We have attempted to determine what host mechanisms are responsible for inducing a rapid decrease in the number of Friend leukemia cells (FLC) in the peritoneal cavity of interferon-treated mice. By injecting radiolabelled FLC, we showed that there was a greater loss of radioactivity from individual interferon-treated mice than from control mice. Thus, it was likely that fewer cells were recovered from the peritoneal cavity of interferontreated mice because of cell destruction.

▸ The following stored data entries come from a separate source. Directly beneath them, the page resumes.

//! Cross-run aggregation and provider ranking.
//!
//! This module groups ingested metric records by provider and variable,
//! computes medians, spreads and per-day trends, ranks providers per
//! variable and overall, and composes the comparative report.

pub mod aggregate;
pub mod analyzer;
pub mod ranking;
pub mod types;
pub mod utility;
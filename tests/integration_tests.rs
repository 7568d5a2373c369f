use forecast_rater::analyzers::analyzer::{analyze_path, compose};
use forecast_rater::analyzers::types::BiasDirection;
use forecast_rater::config::RaterConfig;
use forecast_rater::ingest::{IngestReport, ingest_tables, parse_table};
use forecast_rater::report::render_markdown;
use std::path::PathBuf;

fn fixture_dir() -> PathBuf {
    PathBuf::from(env!("CARGO_MANIFEST_DIR")).join("tests/fixtures/history")
}

fn assert_close(actual: Option<f64>, expected: f64) {
    let actual = actual.expect("value should be defined");
    assert!(
        (actual - expected).abs() < 1e-9,
        "expected {expected}, got {actual}"
    );
}

#[test]
fn test_precipitation_ranking_single_run() {
    let csv = "provider,variable,bias,rmse\n\
               visualcrossing,precipitation,0.05,0.167\n\
               weatherapi,precipitation,0.01,0.108\n\
               metno,precipitation,0.02,0.109\n\
               openmeteo,precipitation,0.01,0.108\n\
               openweather,precipitation,-0.005,0.095\n";
    let table = parse_table(csv.as_bytes(), "precip.csv", "run1", None).unwrap();
    let config = RaterConfig::default();
    let ingested = ingest_tables(&[table], &config);
    let report = compose(&ingested.records, ingested.report, &config);

    assert_eq!(report.rankings.len(), 1);
    assert_eq!(
        report.rankings[0].providers(),
        vec![
            "openweather",
            "openmeteo",
            "weatherapi",
            "metno",
            "visualcrossing"
        ]
    );
}

#[tokio::test]
async fn test_full_pipeline_from_history_directory() {
    let config = RaterConfig::default();
    let analysis = analyze_path(&fixture_dir(), &config).await.unwrap();
    let report = &analysis.report;

    assert_eq!(report.run_count, 2);
    assert_eq!(report.validation.malformed_count(), 1);
    assert_eq!(report.validation.duplicate_count(), 1);
    assert_eq!(report.validation.filtered, 1);
    assert!(report.validation.unreadable.is_empty());

    let precipitation = report
        .rankings
        .iter()
        .find(|r| r.variable == "precipitation")
        .unwrap();
    assert_eq!(
        precipitation.providers(),
        vec![
            "openweather",
            "openmeteo",
            "weatherapi",
            "metno",
            "visualcrossing"
        ]
    );
    assert_close(precipitation.entries[0].rmse_median, 0.095);
    assert_close(precipitation.entries[0].trend_rmse_per_day, 0.004);
    assert_eq!(precipitation.entries[3].run_count, 2);

    assert_eq!(
        report.overall.providers(),
        vec![
            "metno",
            "visualcrossing",
            "openweather",
            "weatherapi",
            "openmeteo"
        ]
    );
    let expected = [5.314, 5.387, 5.403, 5.771, 10.578];
    for (entry, value) in report.overall.entries.iter().zip(expected) {
        assert_close(entry.median_of_medians_rmse, value);
        assert_eq!(entry.variable_count, 4);
    }
}

#[tokio::test]
async fn test_bias_patterns_and_detection_from_history() {
    let config = RaterConfig::default();
    let report = analyze_path(&fixture_dir(), &config).await.unwrap().report;

    let temperature = report
        .bias_patterns
        .iter()
        .find(|t| t.variable == "temperature_2m")
        .unwrap();
    let direction = |provider: &str| {
        temperature
            .entries
            .iter()
            .find(|e| e.provider == provider)
            .unwrap()
            .trend_direction
    };
    assert_eq!(direction("metno"), BiasDirection::Understates);
    assert_eq!(direction("visualcrossing"), BiasDirection::Overstates);
    assert_eq!(direction("openweather"), BiasDirection::Neutral);

    assert_eq!(report.detection.len(), 1);
    let detection: Vec<&str> = report.detection[0]
        .entries
        .iter()
        .map(|e| e.provider.as_str())
        .collect();
    assert_eq!(
        detection,
        vec![
            "openmeteo",
            "openweather",
            "metno",
            "weatherapi",
            "visualcrossing"
        ]
    );
    assert_eq!(report.detection[0].entries[4].csi_median, None);
}

#[tokio::test]
async fn test_markdown_report_from_history() {
    let config = RaterConfig::default();
    let report = analyze_path(&fixture_dir(), &config).await.unwrap().report;
    let md = render_markdown(&report);

    assert!(md.contains("| 1 | metno | 5.314 |"));
    assert!(md.contains("| 2 | visualcrossing | 5.387 |"));
    assert!(md.contains("| 3 | openweather | 5.403 |"));
    assert!(md.contains("| 4 | weatherapi | 5.771 |"));
    assert!(md.contains("| 5 | openmeteo | 10.578 |"));
    assert!(md.contains("| openweather | 2 | 0.095 | -0.005 | 100.0 | 0.0040 |"));
    assert!(md.contains("- duplicate collisions: 1"));
}

#[tokio::test]
async fn test_pipeline_is_idempotent() {
    let config = RaterConfig::default();
    let first = analyze_path(&fixture_dir(), &config).await.unwrap();
    let second = analyze_path(&fixture_dir(), &config).await.unwrap();

    assert_eq!(first.records, second.records);
    assert_eq!(first.report, second.report);
    assert_eq!(
        render_markdown(&first.report),
        render_markdown(&second.report)
    );
}

#[test]
fn test_empty_input_still_renders() {
    let report = compose(&[], IngestReport::default(), &RaterConfig::default());
    let md = render_markdown(&report);
    assert!(md.contains("## Overall ranking"));
    assert!(md.contains("- accepted records: 0"));
}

Treatment of mice with interferon limited to the period preceding tumor-cell inoculation conferred some degree of antitumor activity, although this regimen was far less effective than when interferon treatment was initiated and continued daily after tumor-cell inoculation. We have been unable to transfer any antitumor activity with peritoneal washings containing macrophages and lymphocytes from interferon-treated donor mice to tumor-inoculated recipient mice. Inoculation of silica particles i.p., which destroys macrophage function and may affect NK cell activity, did not abrogate interferon's antitumor activity. We suggest that interferon induces a host-mediated antitumor effect by mechanisms which are not mediated by easily recoverable soluble factors or by cytotoxic cells. The nature of this potent interferon-induced host mechanism remains unknown.